REQUIRED WORK =>
Extract precisely the lines of the entries below, from the first line through the line containing "and key-check each".

RECORDS SUPPLIED =>
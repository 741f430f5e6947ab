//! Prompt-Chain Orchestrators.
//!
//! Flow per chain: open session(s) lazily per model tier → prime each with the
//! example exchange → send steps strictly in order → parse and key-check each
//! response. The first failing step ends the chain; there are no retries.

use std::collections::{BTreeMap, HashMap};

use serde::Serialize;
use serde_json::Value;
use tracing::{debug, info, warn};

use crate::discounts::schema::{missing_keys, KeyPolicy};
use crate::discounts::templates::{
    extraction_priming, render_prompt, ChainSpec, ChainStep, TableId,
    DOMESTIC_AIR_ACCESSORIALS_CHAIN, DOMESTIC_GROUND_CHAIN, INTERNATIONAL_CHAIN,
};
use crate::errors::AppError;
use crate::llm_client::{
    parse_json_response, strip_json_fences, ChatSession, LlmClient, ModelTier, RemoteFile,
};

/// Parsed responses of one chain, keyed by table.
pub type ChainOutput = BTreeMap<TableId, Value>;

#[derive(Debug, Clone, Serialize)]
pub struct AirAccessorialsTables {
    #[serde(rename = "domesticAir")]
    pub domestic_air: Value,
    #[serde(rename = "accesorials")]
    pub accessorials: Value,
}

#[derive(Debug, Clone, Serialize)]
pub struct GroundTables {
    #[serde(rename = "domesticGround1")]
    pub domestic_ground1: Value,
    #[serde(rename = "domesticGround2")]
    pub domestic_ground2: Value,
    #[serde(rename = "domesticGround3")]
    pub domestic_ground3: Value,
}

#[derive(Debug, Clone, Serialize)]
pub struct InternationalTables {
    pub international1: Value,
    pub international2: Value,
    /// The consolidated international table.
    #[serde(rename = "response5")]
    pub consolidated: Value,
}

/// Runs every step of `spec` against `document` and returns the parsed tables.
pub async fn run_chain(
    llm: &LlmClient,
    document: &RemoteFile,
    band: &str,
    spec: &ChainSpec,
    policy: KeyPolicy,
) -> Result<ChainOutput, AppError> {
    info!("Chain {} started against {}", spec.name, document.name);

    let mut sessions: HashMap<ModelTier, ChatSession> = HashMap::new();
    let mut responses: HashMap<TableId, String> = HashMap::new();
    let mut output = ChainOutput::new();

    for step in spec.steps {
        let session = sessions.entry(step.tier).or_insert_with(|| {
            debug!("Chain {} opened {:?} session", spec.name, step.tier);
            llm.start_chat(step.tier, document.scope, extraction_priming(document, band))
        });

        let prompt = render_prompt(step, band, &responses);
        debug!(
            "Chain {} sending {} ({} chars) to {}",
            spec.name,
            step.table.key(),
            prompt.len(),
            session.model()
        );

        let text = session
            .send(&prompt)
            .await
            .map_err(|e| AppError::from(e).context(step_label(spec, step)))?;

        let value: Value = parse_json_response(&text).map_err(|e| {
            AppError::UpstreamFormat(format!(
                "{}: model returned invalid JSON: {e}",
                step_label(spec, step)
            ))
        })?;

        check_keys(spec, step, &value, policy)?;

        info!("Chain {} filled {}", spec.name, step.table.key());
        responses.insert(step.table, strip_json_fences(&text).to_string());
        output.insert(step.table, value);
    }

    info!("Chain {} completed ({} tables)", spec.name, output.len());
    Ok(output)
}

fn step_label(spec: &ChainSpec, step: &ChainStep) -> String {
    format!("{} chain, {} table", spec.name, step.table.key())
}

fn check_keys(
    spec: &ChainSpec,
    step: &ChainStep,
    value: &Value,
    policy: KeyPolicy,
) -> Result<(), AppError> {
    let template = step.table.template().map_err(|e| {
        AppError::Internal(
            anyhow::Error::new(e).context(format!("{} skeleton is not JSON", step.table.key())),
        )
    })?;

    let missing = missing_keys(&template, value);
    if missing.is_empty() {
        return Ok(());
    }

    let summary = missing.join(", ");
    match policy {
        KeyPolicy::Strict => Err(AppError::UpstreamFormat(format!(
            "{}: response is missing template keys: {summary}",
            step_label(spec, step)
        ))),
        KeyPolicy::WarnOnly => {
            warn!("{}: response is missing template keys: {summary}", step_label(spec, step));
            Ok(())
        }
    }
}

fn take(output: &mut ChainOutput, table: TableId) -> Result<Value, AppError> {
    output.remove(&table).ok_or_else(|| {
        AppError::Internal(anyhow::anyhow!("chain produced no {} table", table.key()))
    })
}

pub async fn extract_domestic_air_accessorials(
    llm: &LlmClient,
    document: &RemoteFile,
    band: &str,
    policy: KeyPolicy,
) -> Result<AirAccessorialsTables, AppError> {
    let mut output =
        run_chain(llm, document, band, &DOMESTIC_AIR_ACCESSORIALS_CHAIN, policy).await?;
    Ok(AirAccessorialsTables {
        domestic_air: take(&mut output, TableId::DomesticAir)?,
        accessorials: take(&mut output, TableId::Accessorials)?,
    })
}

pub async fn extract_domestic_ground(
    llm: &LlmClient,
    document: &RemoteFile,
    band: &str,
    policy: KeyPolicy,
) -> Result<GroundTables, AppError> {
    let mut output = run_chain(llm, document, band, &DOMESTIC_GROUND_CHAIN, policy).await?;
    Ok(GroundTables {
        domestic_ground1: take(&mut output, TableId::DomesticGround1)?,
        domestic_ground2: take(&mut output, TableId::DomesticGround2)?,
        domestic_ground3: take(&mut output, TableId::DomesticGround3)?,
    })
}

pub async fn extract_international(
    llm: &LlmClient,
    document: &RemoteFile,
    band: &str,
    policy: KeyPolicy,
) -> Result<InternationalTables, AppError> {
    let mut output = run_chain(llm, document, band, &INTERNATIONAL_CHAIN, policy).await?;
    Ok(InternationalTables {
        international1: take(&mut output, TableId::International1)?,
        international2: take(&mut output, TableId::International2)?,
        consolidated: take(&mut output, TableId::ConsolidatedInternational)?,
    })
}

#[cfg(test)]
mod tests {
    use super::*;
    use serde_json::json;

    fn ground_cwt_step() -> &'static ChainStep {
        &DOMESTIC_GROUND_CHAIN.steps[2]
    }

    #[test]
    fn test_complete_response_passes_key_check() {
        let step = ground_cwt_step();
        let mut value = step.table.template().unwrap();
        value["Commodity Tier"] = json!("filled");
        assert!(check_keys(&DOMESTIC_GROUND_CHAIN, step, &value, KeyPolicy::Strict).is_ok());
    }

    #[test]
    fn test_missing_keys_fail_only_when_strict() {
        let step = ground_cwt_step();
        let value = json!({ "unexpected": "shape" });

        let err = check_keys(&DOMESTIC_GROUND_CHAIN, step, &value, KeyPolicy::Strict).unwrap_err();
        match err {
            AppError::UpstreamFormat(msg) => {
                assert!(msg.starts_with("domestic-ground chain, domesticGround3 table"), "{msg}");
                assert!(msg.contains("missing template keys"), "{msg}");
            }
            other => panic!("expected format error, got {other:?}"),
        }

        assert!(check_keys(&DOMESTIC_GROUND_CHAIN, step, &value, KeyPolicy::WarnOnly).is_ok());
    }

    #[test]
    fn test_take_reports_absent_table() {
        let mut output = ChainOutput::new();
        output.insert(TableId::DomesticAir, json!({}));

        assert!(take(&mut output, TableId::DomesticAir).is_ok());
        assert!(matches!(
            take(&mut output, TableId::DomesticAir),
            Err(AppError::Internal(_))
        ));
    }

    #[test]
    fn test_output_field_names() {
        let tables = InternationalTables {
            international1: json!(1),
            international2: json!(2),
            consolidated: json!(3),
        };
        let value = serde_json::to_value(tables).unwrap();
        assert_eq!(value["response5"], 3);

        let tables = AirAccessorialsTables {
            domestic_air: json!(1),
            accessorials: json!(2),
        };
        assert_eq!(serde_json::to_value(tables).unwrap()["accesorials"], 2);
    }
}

WRITTEN ANSWER =>
repository 741f430f5e6947ab
//! Prompt-Chain Orchestrators.
//!
//! Flow per chain: open session(s) lazily per model tier → prime each with the
//! example exchange → send steps strictly in order → parse and key-check each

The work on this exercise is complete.